I was in HHB for less than a week until assigned to Charley Battery.  I was drafted June 14, 1965, and after medic training at the army's Medic Training Center, at Fort Sam Houston, Texas, I stayed on for some months as permanent party, giving tests. And August 18, 1966, reported to Travis AFB for transport to Vietnam and the 6/27 Artillery.  Within hours of arrival at Oakland I was put on a plane to Vietnam, with a half hour stop in Hawaii then two hours in the Philippines.  After arriving in Vietnam, in the middle of the night I was given a cot at the base at Long Binh. The next morning, early, personnel from the 6/27 Artillery came and got me; and later that day, I think, I was on a plane to Phuoc Vinh.

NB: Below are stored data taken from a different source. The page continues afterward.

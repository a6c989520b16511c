//! Fiscal year types.

use chrono::{Datelike, Month, NaiveDate};
use serde::{Deserialize, Serialize};

/// Calendar describing when fiscal years begin.
#[derive(Debug, Clone, Copy, PartialEq, Eq)]
pub struct FiscalCalendar {
    start_month: Month,
}

impl FiscalCalendar {
    /// Indian fiscal calendar (April to March).
    pub const APRIL: Self = Self {
        start_month: Month::April,
    };

    /// Creates a calendar whose years start on the given month (1-12).
    ///
    /// Returns `None` for a month outside 1-12.
    #[must_use]
    pub fn starting(month: u32) -> Option<Self> {
        let month = u8::try_from(month).ok()?;
        Month::try_from(month)
            .ok()
            .map(|start_month| Self { start_month })
    }

    /// Returns the first month of each fiscal year (1-12).
    #[must_use]
    pub fn start_month(&self) -> u32 {
        self.start_month.number_from_month()
    }

    /// Returns the fiscal year containing `date`.
    ///
    /// Returns `None` only at the edges of the representable date range.
    #[must_use]
    pub fn year_of(&self, date: NaiveDate) -> Option<FiscalYear> {
        let start_month = self.start_month();
        let start_year = if date.month() >= start_month {
            date.year()
        } else {
            date.year() - 1
        };

        let start = NaiveDate::from_ymd_opt(start_year, start_month, 1)?;
        let next_start = NaiveDate::from_ymd_opt(start_year + 1, start_month, 1)?;
        let end = next_start.pred_opt()?;

        Some(FiscalYear {
            start_date: start,
            end_date: end,
        })
    }
}

impl Default for FiscalCalendar {
    fn default() -> Self {
        Self::APRIL
    }
}

/// Fiscal year definition.
#[derive(Debug, Clone, Copy, PartialEq, Eq, Hash, Serialize, Deserialize)]
#[serde(rename_all = "camelCase")]
pub struct FiscalYear {
    /// Start date of the fiscal year.
    pub start_date: NaiveDate,
    /// End date of the fiscal year.
    pub end_date: NaiveDate,
}

impl FiscalYear {
    /// Calendar year in which this fiscal year starts; used as the storage key.
    #[must_use]
    pub fn start_year(&self) -> i32 {
        self.start_date.year()
    }

    /// Year name (e.g., "2025-26", or "2026" for calendar-aligned years).
    #[must_use]
    pub fn label(&self) -> String {
        if self.start_date.year() == self.end_date.year() {
            self.start_date.year().to_string()
        } else {
            format!(
                "{}-{:02}",
                self.start_date.year(),
                self.end_date.year().rem_euclid(100)
            )
        }
    }

    /// Returns true if the given date falls within this fiscal year.
    #[must_use]
    pub fn contains_date(&self, date: NaiveDate) -> bool {
        date >= self.start_date && date <= self.end_date
    }
}
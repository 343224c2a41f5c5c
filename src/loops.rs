//! Loop expansion: one `for`-carrying schema node becomes one sibling per
//! element of its source.

use tracing::debug;

use crate::binding::Bindable;
use crate::builder::{NodeBuilder, Site};
use crate::error::{Error, Result};
use crate::renderer::Renderer;
use crate::schema::SchemaNode;
use crate::value::Value;

/// Per-iteration data exposed at `<namespace>.$for`.
#[derive(Debug, Clone, PartialEq)]
pub struct LoopBinding {
    pub index: usize,
    pub value: Value,
    /// `null` for sequences, the member name for mappings.
    pub key: Value,
}

impl LoopBinding {
    pub fn into_value(self) -> Value {
        Value::object([
            ("index".to_string(), Value::from(self.index)),
            ("value".to_string(), self.value),
            ("key".to_string(), self.key),
        ])
    }
}

/// Iteration order of a loop source: sequence order, or member order for
/// mappings.
pub fn iterations(source: Value) -> Result<Vec<LoopBinding>> {
    match source {
        Value::Array(items) => Ok(items
            .into_iter()
            .enumerate()
            .map(|(index, value)| LoopBinding {
                index,
                value,
                key: Value::Null,
            })
            .collect()),
        Value::Object(map) => Ok(map
            .into_iter()
            .enumerate()
            .map(|(index, (key, value))| LoopBinding {
                index,
                value,
                key: Value::String(key),
            })
            .collect()),
        other => Err(Error::InvalidLoopSource {
            found: other.type_name().to_string(),
        }),
    }
}

impl<R: Renderer + 'static> NodeBuilder<R> {
    pub(crate) fn expand_loop(
        &self,
        node: &SchemaNode,
        source: &Bindable,
        site: &Site,
        position: usize,
    ) -> Result<Vec<R::Node>> {
        self.validate(node)?;
        if node.condition.literal == Some(false) {
            return Ok(Vec::new());
        }
        let namespace = node.namespace.as_deref().ok_or_else(|| {
            Error::invalid_schema("a node carrying `for` must declare a namespace")
        })?;

        // The node's own frame carries its `data`, so the source may read it.
        // The result is an owned copy; writes made while building iterations
        // cannot reach it.
        let anchor = self.enter(node, site, position, None)?;
        let bindings = iterations(self.resolver().resolve(source, anchor.scope)?)?;
        debug!(namespace, count = bindings.len(), "Expanding loop");

        let mut nodes = Vec::with_capacity(bindings.len());
        for binding in bindings {
            let frame = self.enter(node, &anchor, 0, Some(binding.index))?;
            self.store()
                .set_loop_binding(frame.scope, binding.into_value())?;
            if let Some(built) = self.build_entered(node, &frame)? {
                nodes.push(built);
            }
        }
        Ok(nodes)
    }
}

#[cfg(test)]
mod tests {
    use super::*;
    use pretty_assertions::assert_eq;
    use serde_json::json;

    #[test]
    fn test_sequence_iterations_have_null_keys() {
        let bindings = iterations(Value::from(json!(["a", "b"]))).unwrap();
        assert_eq!(
            bindings,
            vec![
                LoopBinding {
                    index: 0,
                    value: Value::from("a"),
                    key: Value::Null
                },
                LoopBinding {
                    index: 1,
                    value: Value::from("b"),
                    key: Value::Null
                },
            ]
        );
    }

    #[test]
    fn test_mapping_iterations_follow_member_order() {
        let bindings = iterations(Value::from(json!({ "key2": "b", "key1": "a" }))).unwrap();
        let keys: Vec<_> = bindings.iter().map(|b| b.key.to_text()).collect();
        assert_eq!(keys, vec!["key2", "key1"]);
    }

    #[test]
    fn test_scalar_source_is_rejected() {
        assert_eq!(
            iterations(Value::from("nope")),
            Err(Error::InvalidLoopSource {
                found: "string".to_string()
            })
        );
    }
}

My story is a medic's story about treating the health needs of ninety men and ten Vietnamese women Kitchen Workers, giving
injections and malaria pills, holding sick call and then taking (walking) some men to D Company (the medical company -- located just west of HHB on the south perimeter), staying alert and being on call 24/7, being in FDC during alerts, going into the field 8 or 9 times in an APC on recon or taking the 8" guns (howitzers) to an alternate site or once going on MEDCAP with the battalion doctor.

By seeing casualties and talking to other medics I knew a lot more about what was going on than I would ever discuss in the Battery. (A friendly medic in D Company showed me his "bed" that had been hit dead center by a VC mortar round.)  I chose to do my job well, but not to make friends because that seemed like a bad idea for an (artillery battery) medic in a combat zone.
I was fortunate, I never had to treat a combat casualty. The only serious conditions I did treat were poisoning, mental collapse, and heat/anxiety exhaustion. (The heat/anxiety exhaustion case was during a fire mission when I was in FDC. An ambulance came from HHB to the Battery and took him.) Other than hearing two sniper rounds and watching the flashes in the darkness of a VC mortar and the corresponding explosions on the airstrip I had no direct experience of enemy action. But life in Charlie Battery kept getting more dangerous.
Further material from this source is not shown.